- Task requirements: How many lines in the listing below include the word "PoolAccount"? Answer with the number and nothing else.

- Exercise data:
//! Account scans against the base ledger and the venue

use anyhow::{Context, Result};
use ephemeral_pool::state::{
    read_from, Delegatable, DepositReceiptAccount, LiquidityProviderAccount, PoolAccount,
    WithdrawReceiptAccount, ZeroCopy,
};
use pool_model::{DelegationState, ReceiptStatus};
use solana_account_decoder::UiAccountEncoding;
use solana_client::{
    rpc_client::RpcClient,
    rpc_config::{RpcAccountInfoConfig, RpcProgramAccountsConfig},
    rpc_filter::{Memcmp, RpcFilterType},
};
use solana_sdk::pubkey::Pubkey;

use crate::error::KeeperError;
use crate::receipt_queue::{ReceiptKind, TrackedReceipt};

/// Addresses a settlement or reconcile transaction needs from the pool
#[derive(Debug, Clone, Copy, PartialEq, Eq)]
pub struct PoolAddresses {
    pub pool: Pubkey,
    pub authority: Pubkey,
    pub lp_mint: Pubkey,
    pub token_a_mint: Pubkey,
    pub token_b_mint: Pubkey,
    pub vault_a: Pubkey,
    pub vault_b: Pubkey,
    pub fee_recipient: Pubkey,
}

pub fn decode_receipt(address: Pubkey, data: &[u8]) -> Result<TrackedReceipt, KeeperError> {
    let (kind, pool, provider, status, created_at) = if let Some(r) = read_from::<DepositReceiptAccount>(data) {
        (ReceiptKind::Deposit, r.pool, r.provider, r.status, r.created_at)
    } else if let Some(r) = read_from::<WithdrawReceiptAccount>(data) {
        (ReceiptKind::Withdraw, r.pool, r.provider, r.status, r.created_at)
    } else {
        return Err(KeeperError::NotAReceipt(address));
    };
    Ok(TrackedReceipt {
        address,
        kind,
        pool: Pubkey::new_from_array(pool),
        provider: Pubkey::new_from_array(provider),
        status: ReceiptStatus::from_u8(status).ok_or(KeeperError::UnknownStatus(address, status))?,
        created_at,
    })
}

pub fn decode_pool(address: Pubkey, data: &[u8]) -> Option<PoolAddresses> {
    let pool = read_from::<PoolAccount>(data)?;
    Some(PoolAddresses {
        pool: address,
        authority: Pubkey::new_from_array(pool.authority),
        lp_mint: Pubkey::new_from_array(pool.lp_mint),
        token_a_mint: Pubkey::new_from_array(pool.token_a_mint),
        token_b_mint: Pubkey::new_from_array(pool.token_b_mint),
        vault_a: Pubkey::new_from_array(pool.token_a_vault),
        vault_b: Pubkey::new_from_array(pool.token_b_vault),
        fee_recipient: Pubkey::new_from_array(pool.fee_recipient),
    })
}

/// Delegation state of any delegatable account image
pub fn decode_delegation_state(address: Pubkey, data: &[u8]) -> Result<DelegationState, KeeperError> {
    fn state_of<T: Delegatable>(data: &[u8]) -> Option<DelegationState> {
        read_from::<T>(data)?.delegation().ok().map(|d| d.state)
    }
    let magic = data.get(..8).ok_or(KeeperError::NotAnEntity(address))?;
    let state = if magic == PoolAccount::MAGIC {
        state_of::<PoolAccount>(data)
    } else if magic == LiquidityProviderAccount::MAGIC {
        state_of::<LiquidityProviderAccount>(data)
    } else if magic == DepositReceiptAccount::MAGIC {
        state_of::<DepositReceiptAccount>(data)
    } else if magic == WithdrawReceiptAccount::MAGIC {
        state_of::<WithdrawReceiptAccount>(data)
    } else {
        None
    };
    state.ok_or(KeeperError::NotAnEntity(address))
}

fn accounts_with_magic(client: &RpcClient, program: &Pubkey, magic: [u8; 8]) -> Result<Vec<(Pubkey, Vec<u8>)>> {
    let config = RpcProgramAccountsConfig {
        filters: Some(vec![RpcFilterType::Memcmp(Memcmp::new_base58_encoded(0, &magic))]),
        account_config: RpcAccountInfoConfig {
            encoding: Some(UiAccountEncoding::Base64),
            ..Default::default()
        },
        ..Default::default()
    };
    let accounts = client
        .get_program_accounts_with_config(program, config)
        .context("getProgramAccounts failed")?;
    Ok(accounts.into_iter().map(|(key, account)| (key, account.data)).collect())
}

/// Every receipt owned by the program on the base ledger
pub fn fetch_receipts(client: &RpcClient, program: &Pubkey) -> Result<Vec<TrackedReceipt>> {
    let mut receipts = Vec::new();
    for magic in [DepositReceiptAccount::MAGIC, WithdrawReceiptAccount::MAGIC] {
        for (address, data) in accounts_with_magic(client, program, magic)? {
            match decode_receipt(address, &data) {
                Ok(receipt) => receipts.push(receipt),
                Err(e) => log::warn!("Skipping account: {}", e),
            }
        }
    }
    Ok(receipts)
}

pub fn fetch_pool(client: &RpcClient, pool: &Pubkey, receipt: &Pubkey) -> Result<PoolAddresses> {
    let account = client
        .get_account(pool)
        .context(format!("Failed to fetch pool {}", pool))?;
    decode_pool(*pool, &account.data).ok_or_else(|| {
        KeeperError::MissingPool {
            pool: *pool,
            receipt: *receipt,
        }
        .into()
    })
}

/// Entities the venue has flagged for undelegation
pub fn fetch_undelegating(ephemeral: &RpcClient, program: &Pubkey) -> Result<Vec<Pubkey>> {
    let accounts = ephemeral
        .get_program_accounts(program)
        .context("getProgramAccounts on venue failed")?;
    Ok(accounts
        .into_iter()
        .filter(|(address, account)| {
            decode_delegation_state(*address, &account.data) == Ok(DelegationState::Undelegating)
        })
        .map(|(address, _)| address)
        .collect())
}

/// Whether `entity` is owned by the program on the base ledger again
pub fn is_back_on_base(client: &RpcClient, program: &Pubkey, entity: &Pubkey) -> Result<bool> {
    let account = client
        .get_account(entity)
        .context(format!("Failed to fetch {}", entity))?;
    Ok(account.owner == *program)
}
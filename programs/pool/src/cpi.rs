//! SPL token and system program CPIs

use pinocchio::{
    account_info::AccountInfo,
    cpi::invoke_signed,
    instruction::{AccountMeta, Instruction, Signer},
    program_error::ProgramError,
    pubkey::Pubkey,
    sysvars::{rent::Rent, Sysvar},
    ProgramResult,
};

pub const TOKEN_PROGRAM_ID: Pubkey = pinocchio_pubkey::pubkey!("TokenkegQfeZyiNwAJbNbGKPFXCWuBvf9Ss623VQ5DA");
pub const SYSTEM_PROGRAM_ID: Pubkey = pinocchio_pubkey::pubkey!("11111111111111111111111111111111");

pub const LP_DECIMALS: u8 = 6;

const IX_INITIALIZE_ACCOUNT_3: u8 = 18;
const IX_TRANSFER: u8 = 3;
const IX_MINT_TO: u8 = 7;
const IX_BURN: u8 = 8;
const IX_INITIALIZE_MINT_2: u8 = 20;

fn amount_data(tag: u8, amount: u64) -> [u8; 9] {
    let mut data = [0u8; 9];
    data[0] = tag;
    data[1..9].copy_from_slice(&amount.to_le_bytes());
    data
}

/// Move `amount` from `from` to `to`; pass `signers` when `authority` is a PDA
pub fn transfer(
    from: &AccountInfo,
    to: &AccountInfo,
    authority: &AccountInfo,
    amount: u64,
    signers: &[Signer],
) -> ProgramResult {
    let metas = [
        AccountMeta::writable(from.key()),
        AccountMeta::writable(to.key()),
        AccountMeta::readonly_signer(authority.key()),
    ];
    let data = amount_data(IX_TRANSFER, amount);
    let ix = Instruction {
        program_id: &TOKEN_PROGRAM_ID,
        accounts: &metas,
        data: &data,
    };
    invoke_signed(&ix, &[from, to, authority], signers)
}

pub fn mint_to(
    mint: &AccountInfo,
    to: &AccountInfo,
    authority: &AccountInfo,
    amount: u64,
    signers: &[Signer],
) -> ProgramResult {
    let metas = [
        AccountMeta::writable(mint.key()),
        AccountMeta::writable(to.key()),
        AccountMeta::readonly_signer(authority.key()),
    ];
    let data = amount_data(IX_MINT_TO, amount);
    let ix = Instruction {
        program_id: &TOKEN_PROGRAM_ID,
        accounts: &metas,
        data: &data,
    };
    invoke_signed(&ix, &[mint, to, authority], signers)
}

pub fn burn(
    account: &AccountInfo,
    mint: &AccountInfo,
    authority: &AccountInfo,
    amount: u64,
    signers: &[Signer],
) -> ProgramResult {
    let metas = [
        AccountMeta::writable(account.key()),
        AccountMeta::writable(mint.key()),
        AccountMeta::readonly_signer(authority.key()),
    ];
    let data = amount_data(IX_BURN, amount);
    let ix = Instruction {
        program_id: &TOKEN_PROGRAM_ID,
        accounts: &metas,
        data: &data,
    };
    invoke_signed(&ix, &[account, mint, authority], signers)
}

/// InitializeMint2 with no freeze authority
pub fn initialize_mint(mint: &AccountInfo, mint_authority: &Pubkey, decimals: u8) -> ProgramResult {
    let mut data = [0u8; 35];
    data[0] = IX_INITIALIZE_MINT_2;
    data[1] = decimals;
    data[2..34].copy_from_slice(mint_authority);
    let metas = [AccountMeta::writable(mint.key())];
    let ix = Instruction {
        program_id: &TOKEN_PROGRAM_ID,
        accounts: &metas,
        data: &data,
    };
    invoke_signed(&ix, &[mint], &[])
}

/// InitializeAccount3
pub fn initialize_token_account(
    account: &AccountInfo,
    mint: &AccountInfo,
    owner: &Pubkey,
) -> ProgramResult {
    let mut data = [0u8; 33];
    data[0] = IX_INITIALIZE_ACCOUNT_3;
    data[1..33].copy_from_slice(owner);
    let metas = [
        AccountMeta::writable(account.key()),
        AccountMeta::readonly(mint.key()),
    ];
    let ix = Instruction {
        program_id: &TOKEN_PROGRAM_ID,
        accounts: &metas,
        data: &data,
    };
    invoke_signed(&ix, &[account, mint], &[])
}

/// System CreateAccount; `signers` must cover `new_account` when it is a PDA
pub fn create_account(
    payer: &AccountInfo,
    new_account: &AccountInfo,
    lamports: u64,
    space: u64,
    owner: &Pubkey,
    signers: &[Signer],
) -> ProgramResult {
    let mut data = [0u8; 52];
    data[4..12].copy_from_slice(&lamports.to_le_bytes());
    data[12..20].copy_from_slice(&space.to_le_bytes());
    data[20..52].copy_from_slice(owner);
    let metas = [
        AccountMeta::writable_signer(payer.key()),
        AccountMeta::writable_signer(new_account.key()),
    ];
    let ix = Instruction {
        program_id: &SYSTEM_PROGRAM_ID,
        accounts: &metas,
        data: &data,
    };
    invoke_signed(&ix, &[payer, new_account], signers)
}

/// Rent-exempt CreateAccount, skipped when the account already holds data
///
/// Returns whether the account was created by this call.
pub fn create_pda_if_missing(
    payer: &AccountInfo,
    account: &AccountInfo,
    space: usize,
    owner: &Pubkey,
    signers: &[Signer],
) -> Result<bool, ProgramError> {
    if !account.data_is_empty() {
        return Ok(false);
    }
    let lamports = Rent::get()?.minimum_balance(space);
    create_account(payer, account, lamports, space as u64, owner, signers)?;
    Ok(true)
}
//! Error taxonomy shared by the model and the on-chain program
//!
//! Codes start at 6000 so existing clients that decode the custom error
//! number keep working.

use core::fmt;

#[repr(u32)]
#[derive(Debug, Clone, Copy, PartialEq, Eq)]
pub enum PoolError {
    CustomError = 6000,
    /// Pool has been deactivated
    PoolNotActive = 6001,
    /// Pool is paused by its authority
    PoolPaused = 6002,
    /// Checked arithmetic overflowed or divided by zero
    MathOverflow = 6003,
    /// Reserves cannot cover the requested payout
    InsufficientReserves = 6004,
    /// Quote fell below the caller's minimum
    SlippageExceeded = 6005,
    /// Provider already holds positions in the maximum number of pools
    MaxPoolsReached = 6006,
    /// Provider's LP token account holds fewer tokens than requested
    InsufficientTokenBalance = 6007,
    InvalidAmount = 6008,
    /// Provider's token accounts cannot fund the deposit
    InsufficientFunds = 6009,
    /// Ledger position holds fewer LP tokens than requested
    InsufficientBalance = 6010,
    /// State-machine precondition violated
    InvalidPoolState = 6011,
    InvalidInstruction = 6012,
    InvalidAccount = 6013,
    Unauthorized = 6014,
    InvalidName = 6015,
    InvalidFeeConfig = 6016,
}

impl PoolError {
    /// Numeric code surfaced as `ProgramError::Custom`
    #[inline]
    pub const fn code(self) -> u32 {
        self as u32
    }

    /// Reverse lookup from a custom error code
    pub fn from_code(code: u32) -> Option<Self> {
        let err = match code {
            6000 => Self::CustomError,
            6001 => Self::PoolNotActive,
            6002 => Self::PoolPaused,
            6003 => Self::MathOverflow,
            6004 => Self::InsufficientReserves,
            6005 => Self::SlippageExceeded,
            6006 => Self::MaxPoolsReached,
            6007 => Self::InsufficientTokenBalance,
            6008 => Self::InvalidAmount,
            6009 => Self::InsufficientFunds,
            6010 => Self::InsufficientBalance,
            6011 => Self::InvalidPoolState,
            6012 => Self::InvalidInstruction,
            6013 => Self::InvalidAccount,
            6014 => Self::Unauthorized,
            6015 => Self::InvalidName,
            6016 => Self::InvalidFeeConfig,
            _ => return None,
        };
        Some(err)
    }

    pub const fn message(self) -> &'static str {
        match self {
            Self::CustomError => "custom error",
            Self::PoolNotActive => "pool is not active",
            Self::PoolPaused => "pool is paused",
            Self::MathOverflow => "math overflow",
            Self::InsufficientReserves => "insufficient reserves",
            Self::SlippageExceeded => "slippage tolerance exceeded",
            Self::MaxPoolsReached => "maximum number of pools reached",
            Self::InsufficientTokenBalance => "insufficient token balance",
            Self::InvalidAmount => "invalid amount",
            Self::InsufficientFunds => "insufficient funds",
            Self::InsufficientBalance => "insufficient LP balance in position",
            Self::InvalidPoolState => "invalid pool state",
            Self::InvalidInstruction => "invalid instruction",
            Self::InvalidAccount => "invalid account",
            Self::Unauthorized => "unauthorized",
            Self::InvalidName => "invalid pool name",
            Self::InvalidFeeConfig => "fee configuration out of range",
        }
    }
}

impl fmt::Display for PoolError {
    fn fmt(&self, f: &mut fmt::Formatter<'_>) -> fmt::Result {
        write!(f, "{} ({})", self.message(), self.code())
    }
}

#[cfg(feature = "program-error")]
impl From<PoolError> for pinocchio::program_error::ProgramError {
    fn from(e: PoolError) -> Self {
        pinocchio::program_error::ProgramError::Custom(e.code())
    }
}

- Response below: 4